Roman Janoušek may also be sent to prison for a traffic accident, another Prague backstage player Tomáš Hrdlička has been expelled from the party, north Bohemian dealer Patrik Oulický has left the party by himself and south Bohemian “prince of Hluboka” Pavel Dlouhý and west Bohemian Roman Jurečko have at least left the party’s broader leadership, Korecký writes.
The decimated ODS is now lost for medium- and large-sized shady dealers, while new top political arrivals are more threatened now, Korecký writes.
He writes that when ČSSD chairman Bohuslav Sobotka became prime minister (in January), his alter ego, the influential Prague lawyer and lobbyist Radek Pokorný, has got to the forefront and the ČSSD’s controversial players Karel Březina and Petr Hulinský are again rising in the party.
The Christian Democrats’ (KDU-ČSL) return to the government has boosted their sponsor, developer Luděk Sekyra, Korecký writes.

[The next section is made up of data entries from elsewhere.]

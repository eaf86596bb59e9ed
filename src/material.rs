use glam::Vec3;

use crate::theme::Theme;
use crate::uniforms::MaterialUniform;

pub const LUMINANCE_THRESHOLD: f32 = 0.3;
pub const DARK_BOOST: f32 = 2.0;
pub const BRIGHT_BOOST: f32 = 1.1;
pub const DARK_THEME_SCALE: f32 = 0.9;
pub const EMISSIVE_CAP: f32 = 0.1;

#[derive(Copy, Clone, Debug, PartialEq)]
pub struct MaterialParams {
    pub base_color: Vec3,
    pub alpha: f32,
    pub metalness: f32,
    pub roughness: f32,
    pub emissive: Vec3,
    pub emissive_intensity: f32,
}

impl Default for MaterialParams {
    fn default() -> Self {
        Self {
            base_color: Vec3::splat(0.8),
            alpha: 1.0,
            metalness: 0.0,
            roughness: 0.5,
            emissive: Vec3::ZERO,
            emissive_intensity: 0.0,
        }
    }
}

/// Rec. 709 relative luminance.
pub fn luminance(color: Vec3) -> f32 {
    0.2126 * color.x + 0.7152 * color.y + 0.0722 * color.z
}

/// Recolors an original base color for the given theme.
pub fn themed_color(original: Vec3, theme: Theme) -> Vec3 {
    let factor = match theme {
        Theme::Light if luminance(original) < LUMINANCE_THRESHOLD => DARK_BOOST,
        Theme::Light => BRIGHT_BOOST,
        Theme::Dark => DARK_THEME_SCALE,
    };
    (original * factor).min(Vec3::ONE)
}

fn surface_for(theme: Theme) -> (f32, f32) {
    match theme {
        Theme::Light => (0.1, 0.5),
        Theme::Dark => (0.3, 0.6),
    }
}

/// A material plus the parameters it had when first seen, so that
/// recoloring never compounds across theme toggles.
#[derive(Clone, Debug)]
pub struct ThemedMaterial {
    pub name: Option<String>,
    original: MaterialParams,
    current: MaterialParams,
    has_texture: bool,
}

impl ThemedMaterial {
    pub fn new(name: Option<String>, params: MaterialParams, has_texture: bool) -> Self {
        Self { name, original: params, current: params, has_texture }
    }

    pub fn original(&self) -> &MaterialParams {
        &self.original
    }

    pub fn current(&self) -> &MaterialParams {
        &self.current
    }

    pub fn has_texture(&self) -> bool {
        self.has_texture
    }

    pub fn set_has_texture(&mut self, has_texture: bool) {
        self.has_texture = has_texture;
    }

    pub fn apply_theme(&mut self, theme: Theme) {
        let (metalness, roughness) = surface_for(theme);
        let mut next = self.original;
        next.base_color = themed_color(self.original.base_color, theme);
        next.metalness = metalness;
        next.roughness = roughness;
        next.emissive_intensity = self.original.emissive_intensity.min(EMISSIVE_CAP);
        self.current = next;
    }

    pub fn to_uniform(&self) -> MaterialUniform {
        let p = &self.current;
        MaterialUniform {
            base_color: [p.base_color.x, p.base_color.y, p.base_color.z, p.alpha],
            emissive: [p.emissive.x, p.emissive.y, p.emissive.z, p.emissive_intensity],
            params: [p.metalness, p.roughness, if self.has_texture { 1.0 } else { 0.0 }, 0.0],
        }
    }
}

He writes that shady dealers have been genetically connected with Czech political parties, minimally since the country was administratively divided into 14 regions at the turn of century.
Every party is now in fact created by 14 small parties with their own interests, strong regional bosses and befriended businesspeople behind the scenes. Their primary interests are public orders and European subsidies, to which they can reach through their ties with politicians, Korecký writes.

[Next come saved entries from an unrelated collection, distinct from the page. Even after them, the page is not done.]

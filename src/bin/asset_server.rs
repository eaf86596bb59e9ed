#[cfg(not(target_arch = "wasm32"))]
#[tokio::main]
async fn main() -> Result<(), String> {
    use hero_viewer::server::{init_tracing, run, ServerConfig};

    let config = ServerConfig::from_env().map_err(|e| e.to_string())?;
    init_tracing(config.log_json);
    run(config).await.map_err(|e| {
        tracing::error!(error = %e, "asset server failed");
        e.to_string()
    })
}

#[cfg(target_arch = "wasm32")]
fn main() {}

If a party chairman wants to push through something, he cannot do without agreement with regional chiefs and shady dealers, Korecký writes.
He writes that Petr Fiala, chairman of the ODS that is battling for its survival, has a unique chance to change this and break up the well-established model.
He writes that a soft version of Fiala’s effort is Sobotka’s attempt to mar the sovereignty of ČSSD regional leaders via a party referendum.
Irrespective of the result of Fiala and Sobotka’s effort, the system of shady leaders or “Godfathers” is changing by itself. The era of political businesspeople, such as Janousek or Rittig, is evidently ending and those who are really mighty are claiming their portion of influence, Korecký writes.
He writes that these are people who are concluding deals worth billions of crowns, not people who are taking a few hellers [one 100th of the crown] from every metro ticket, Korecký writes, alluding to Rittig.
Czech billionaires gave a free hand to their poorer colleagues with dozens or hundreds of millions of crowns on their accounts. But they have lost patience with the latter as soon as they started to threaten their own interests, Korecký writes.
Now, they want to influence politicians and the direction of the state themselves, whether overtly like ANO head and Finance Minister Andrej Babis, or more covertly, Korecký writes.
He adds that it is to be only seen whether this will be better for people compared with the era of Roman Houska.